The claimant sued the defendant solicitors, alleging he should have been warned not to make any distributions.

The proceedings were issued more than six years after the first payment was made. In Law Society v Sephton [2006] UKHL 22, the Law Lords ruled that the potential of a claim was a contingent liability which did not start the limitation clock ticking.

Here the claimant argued he had not altered his legal position by making the payments, which did not occur until the niece established her adverse rights.

The appeal court found that before the claimant made the payments he was exposed to a claim but had the funds to meet it, and after he did not, and so had altered his position significantly by making them.
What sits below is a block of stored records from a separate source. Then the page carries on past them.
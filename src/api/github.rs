//! GitHub Routes
//!
//! Routes:
//! - POST /api/github/repository - Queue an index job for a repository
//! - POST /api/github/readme - Fetch a repository README synchronously

use axum::{extract::State, http::StatusCode, routing::post, Json, Router};
use serde::{Deserialize, Serialize};
use serde_json::json;
use tracing::info;

use super::{ApiJson, JobAcceptedResponse, RepositoryUrlRequest};
use crate::models::{JobKind, RepositoryIdentity};
use crate::{db, AppState, Error, Result};

/// Build GitHub routes.
pub fn routes() -> Router<AppState> {
    Router::new()
        .route("/repository", post(index_repository))
        .route("/readme", post(get_readme))
}

/// README preview response.
#[derive(Debug, Serialize, Deserialize)]
pub struct ReadmeResponse {
    pub owner: String,
    pub name: String,
    pub content: String,
}

/// Queue indexing of a repository.
///
/// POST /api/github/repository
async fn index_repository(
    State(state): State<AppState>,
    ApiJson(request): ApiJson<RepositoryUrlRequest>,
) -> Result<(StatusCode, Json<JobAcceptedResponse>)> {
    let identity = RepositoryIdentity::resolve(&request.url)?;

    let repository_id = db::get_repository_by_url(&state.db, &identity.url())
        .await?
        .map(|r| r.id);

    let params = json!({
        "url": identity.url(),
        "owner": identity.owner,
        "name": identity.name,
        "repository_id": repository_id,
    });

    let job_id = state
        .dispatcher
        .dispatch(JobKind::IndexRepository, params)
        .await
        .ok_or_else(|| {
            Error::DispatchFailed(format!("indexing of {} could not be queued", identity))
        })?;

    info!(job_id = %job_id, repo = %identity, "Index job accepted");

    Ok((
        StatusCode::ACCEPTED,
        Json(JobAcceptedResponse::new(job_id, repository_id, &identity)),
    ))
}

/// Fetch a README, bounded by the GitHub request timeout.
///
/// POST /api/github/readme
async fn get_readme(
    State(state): State<AppState>,
    ApiJson(request): ApiJson<RepositoryUrlRequest>,
) -> Result<Json<ReadmeResponse>> {
    let identity = RepositoryIdentity::resolve(&request.url)?;
    let content = state.fetcher.fetch_primary_document(&identity).await?;

    Ok(Json(ReadmeResponse {
        owner: identity.owner,
        name: identity.name,
        content,
    }))
}
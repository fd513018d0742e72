//! Job vocabulary shared by the dispatcher, the status reporter and the
//! worker tasks.

use serde::{Deserialize, Serialize};

/// Kind of asynchronous work.
#[derive(Debug, Clone, Copy, Serialize, Deserialize, PartialEq, Eq, Hash)]
#[serde(rename_all = "SCREAMING_SNAKE_CASE")]
pub enum JobKind {
    IndexRepository,
    GenerateWiki,
}

impl JobKind {
    pub const ALL: [JobKind; 2] = [JobKind::IndexRepository, JobKind::GenerateWiki];

    pub fn as_str(&self) -> &'static str {
        match self {
            JobKind::IndexRepository => "INDEX_REPOSITORY",
            JobKind::GenerateWiki => "GENERATE_WIKI",
        }
    }

    pub fn from_str(s: &str) -> Option<Self> {
        match s {
            "INDEX_REPOSITORY" => Some(JobKind::IndexRepository),
            "GENERATE_WIKI" => Some(JobKind::GenerateWiki),
            _ => None,
        }
    }

    /// Name the task body is registered under in the worker pool.
    pub fn task_name(&self) -> &'static str {
        match self {
            JobKind::IndexRepository => "index_repository",
            JobKind::GenerateWiki => "generate_wiki",
        }
    }

    pub fn from_task_name(name: &str) -> Option<Self> {
        Self::ALL.into_iter().find(|k| k.task_name() == name)
    }
}

/// Job status as seen by API clients and stored in the job record store.
#[derive(Debug, Clone, Copy, Serialize, Deserialize, PartialEq, Eq, Default)]
#[serde(rename_all = "SCREAMING_SNAKE_CASE")]
pub enum JobStatus {
    #[default]
    Pending,
    Started,
    Progress,
    Success,
    Failure,
    Retry,
    Revoked,
    /// Synthetic: the worker pool could not be reached.
    Unknown,
    /// Synthetic: querying the worker pool raised an error.
    ErrorFetchingStatus,
}

impl JobStatus {
    pub fn as_str(&self) -> &'static str {
        match self {
            JobStatus::Pending => "PENDING",
            JobStatus::Started => "STARTED",
            JobStatus::Progress => "PROGRESS",
            JobStatus::Success => "SUCCESS",
            JobStatus::Failure => "FAILURE",
            JobStatus::Retry => "RETRY",
            JobStatus::Revoked => "REVOKED",
            JobStatus::Unknown => "UNKNOWN",
            JobStatus::ErrorFetchingStatus => "ERROR_FETCHING_STATUS",
        }
    }

    pub fn from_str(s: &str) -> Option<Self> {
        match s {
            "PENDING" => Some(JobStatus::Pending),
            "STARTED" => Some(JobStatus::Started),
            "PROGRESS" => Some(JobStatus::Progress),
            "SUCCESS" => Some(JobStatus::Success),
            "FAILURE" => Some(JobStatus::Failure),
            "RETRY" => Some(JobStatus::Retry),
            "REVOKED" => Some(JobStatus::Revoked),
            "UNKNOWN" => Some(JobStatus::Unknown),
            "ERROR_FETCHING_STATUS" => Some(JobStatus::ErrorFetchingStatus),
            _ => None,
        }
    }

    /// SUCCESS, FAILURE and REVOKED end a job's lifecycle.
    pub fn is_terminal(&self) -> bool {
        matches!(self, JobStatus::Success | JobStatus::Failure | JobStatus::Revoked)
    }
}

impl std::fmt::Display for JobStatus {
    fn fmt(&self, f: &mut std::fmt::Formatter<'_>) -> std::fmt::Result {
        f.write_str(self.as_str())
    }
}

/// Well-formed answer to a status poll. Produced for every job id, including
/// unknown ones and ones whose status could not be fetched.
#[derive(Debug, Clone, Serialize, Deserialize, PartialEq)]
pub struct JobStatusReport {
    pub job_id: String,
    pub status: JobStatus,
    /// Task payload on success, error description on failure, diagnostic
    /// text for synthetic statuses, otherwise null.
    pub result: Option<serde_json::Value>,
    /// Incremental progress metadata reported by the running task.
    pub details: Option<serde_json::Value>,
}

impl JobStatusReport {
    pub fn synthetic(job_id: &str, status: JobStatus, message: impl Into<String>) -> Self {
        Self {
            job_id: job_id.to_string(),
            status,
            result: Some(serde_json::Value::String(message.into())),
            details: None,
        }
    }
}

#[cfg(test)]
mod tests {
    use super::*;

    #[test]
    fn test_status_serializes_screaming_snake_case() {
        let json = serde_json::to_value(JobStatus::ErrorFetchingStatus).unwrap();
        assert_eq!(json, "ERROR_FETCHING_STATUS");
        for status in [
            JobStatus::Pending,
            JobStatus::Started,
            JobStatus::Progress,
            JobStatus::Success,
            JobStatus::Failure,
            JobStatus::Retry,
            JobStatus::Revoked,
            JobStatus::Unknown,
        ] {
            assert_eq!(serde_json::to_value(status).unwrap(), status.as_str());
            assert_eq!(JobStatus::from_str(status.as_str()), Some(status));
        }
    }

    #[test]
    fn test_terminal_states() {
        assert!(JobStatus::Success.is_terminal());
        assert!(JobStatus::Failure.is_terminal());
        assert!(JobStatus::Revoked.is_terminal());
        assert!(!JobStatus::Progress.is_terminal());
        assert!(!JobStatus::Retry.is_terminal());
        assert!(!JobStatus::Unknown.is_terminal());
    }

    #[test]
    fn test_kind_task_names() {
        assert_eq!(
            JobKind::from_task_name("index_repository"),
            Some(JobKind::IndexRepository)
        );
        assert_eq!(JobKind::from_task_name("generate_wiki"), Some(JobKind::GenerateWiki));
        assert_eq!(JobKind::from_task_name("nope"), None);
        assert_eq!(JobKind::from_str(JobKind::GenerateWiki.as_str()), Some(JobKind::GenerateWiki));
    }
}
//! Error types for DeepWiki.
//!
//! Uses thiserror for ergonomic error definitions that integrate
//! with axum's response system.

use axum::extract::rejection::JsonRejection;
use axum::http::StatusCode;
use axum::response::{IntoResponse, Response};
use axum::Json;
use serde_json::json;

use crate::services::FetchError;

pub type Result<T> = std::result::Result<T, Error>;

#[derive(Debug, thiserror::Error)]
pub enum Error {
    // Validation errors
    #[error("Invalid repository URL: {0}")]
    InvalidUrl(String),

    #[error("Validation error: {0}")]
    Validation(String),

    // Resource errors
    #[error("Resource not found: {0}")]
    NotFound(String),

    // External service errors
    #[error("Database error: {0}")]
    Database(#[from] sqlx::Error),

    #[error(transparent)]
    Fetch(#[from] FetchError),

    #[error("Indexing failed: {0}")]
    Indexing(String),

    #[error("Wiki generation failed: {0}")]
    Generation(String),

    // Job errors
    #[error("Could not start job: {0}")]
    DispatchFailed(String),

    // Generic errors
    #[error("Internal error: {0}")]
    Internal(String),
}

impl Error {
    pub fn status_code(&self) -> StatusCode {
        match self {
            // 400
            Self::InvalidUrl(_) | Self::Validation(_) => StatusCode::BAD_REQUEST,

            // 404
            Self::NotFound(_) => StatusCode::NOT_FOUND,

            Self::Fetch(e) => match e {
                FetchError::NotFound(_) => StatusCode::NOT_FOUND,
                FetchError::Forbidden(_) => StatusCode::FORBIDDEN,
                FetchError::Unauthorized(_) => StatusCode::UNAUTHORIZED,
                FetchError::RateLimited(_) => StatusCode::TOO_MANY_REQUESTS,
                FetchError::Timeout(_) => StatusCode::GATEWAY_TIMEOUT,
                FetchError::Transport(_) | FetchError::Malformed(_) => StatusCode::BAD_GATEWAY,
            },

            // 500
            Self::Database(_)
            | Self::Indexing(_)
            | Self::Generation(_)
            | Self::DispatchFailed(_)
            | Self::Internal(_) => StatusCode::INTERNAL_SERVER_ERROR,
        }
    }

    pub fn error_code(&self) -> &'static str {
        match self {
            Self::InvalidUrl(_) => "INVALID_URL",
            Self::Validation(_) => "VALIDATION_ERROR",
            Self::NotFound(_) => "NOT_FOUND",
            Self::Database(_) => "DATABASE_ERROR",
            Self::Fetch(e) => match e {
                FetchError::NotFound(_) => "GITHUB_NOT_FOUND",
                FetchError::Forbidden(_) => "GITHUB_FORBIDDEN",
                FetchError::Unauthorized(_) => "GITHUB_UNAUTHORIZED",
                FetchError::RateLimited(_) => "GITHUB_RATE_LIMITED",
                FetchError::Timeout(_) => "GITHUB_TIMEOUT",
                FetchError::Transport(_) => "GITHUB_UNAVAILABLE",
                FetchError::Malformed(_) => "GITHUB_MALFORMED_RESPONSE",
            },
            Self::Indexing(_) => "INDEXING_ERROR",
            Self::Generation(_) => "GENERATION_ERROR",
            Self::DispatchFailed(_) => "JOB_DISPATCH_FAILED",
            Self::Internal(_) => "INTERNAL_ERROR",
        }
    }

    /// Short machine-readable class recorded in job failure payloads.
    pub fn kind(&self) -> &'static str {
        match self {
            Self::Fetch(e) => e.kind(),
            Self::InvalidUrl(_) | Self::Validation(_) => "validation",
            Self::NotFound(_) => "not_found",
            Self::Database(_) => "database",
            Self::Indexing(_) => "indexing",
            Self::Generation(_) => "generation",
            Self::DispatchFailed(_) => "dispatch",
            Self::Internal(_) => "internal",
        }
    }
}

impl IntoResponse for Error {
    fn into_response(self) -> Response {
        let status = self.status_code();
        let code = self.error_code();
        let message = self.to_string();

        if status.is_server_error() {
            tracing::error!(code, %message, "Request failed");
        }

        let body = Json(json!({
            "error": {
                "code": code,
                "message": message,
            }
        }));

        (status, body).into_response()
    }
}

// Convenience conversions
impl From<JsonRejection> for Error {
    fn from(rejection: JsonRejection) -> Self {
        Self::Validation(rejection.body_text())
    }
}

impl From<std::io::Error> for Error {
    fn from(err: std::io::Error) -> Self {
        Self::Internal(err.to_string())
    }
}

impl From<serde_json::Error> for Error {
    fn from(err: serde_json::Error) -> Self {
        Self::Internal(format!("JSON error: {}", err))
    }
}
The limitation period for the negligence claim began as soon as the payments were made.

Richard Harrison, head of the lawyers’ liability group at City firm Barlow Lyde & Gilbert, said the ruling was “good news for professional advisers and their insurers”.

He said: “Although, no doubt, there may be a factual scenario in the future where the courts would be prepared to find a pure contingent loss and delay the limitation period for a professional negligence claim, it appears clear that such a scenario will be rare.”

Mr Harrison pointed to rulings such as Axa v Akther & Darby [2009] EWCA Civ 1166 and Pegasus v Ernst & Young [2010] EWCA Civ 181, as examples of other cases where the court declined to follow Sephton.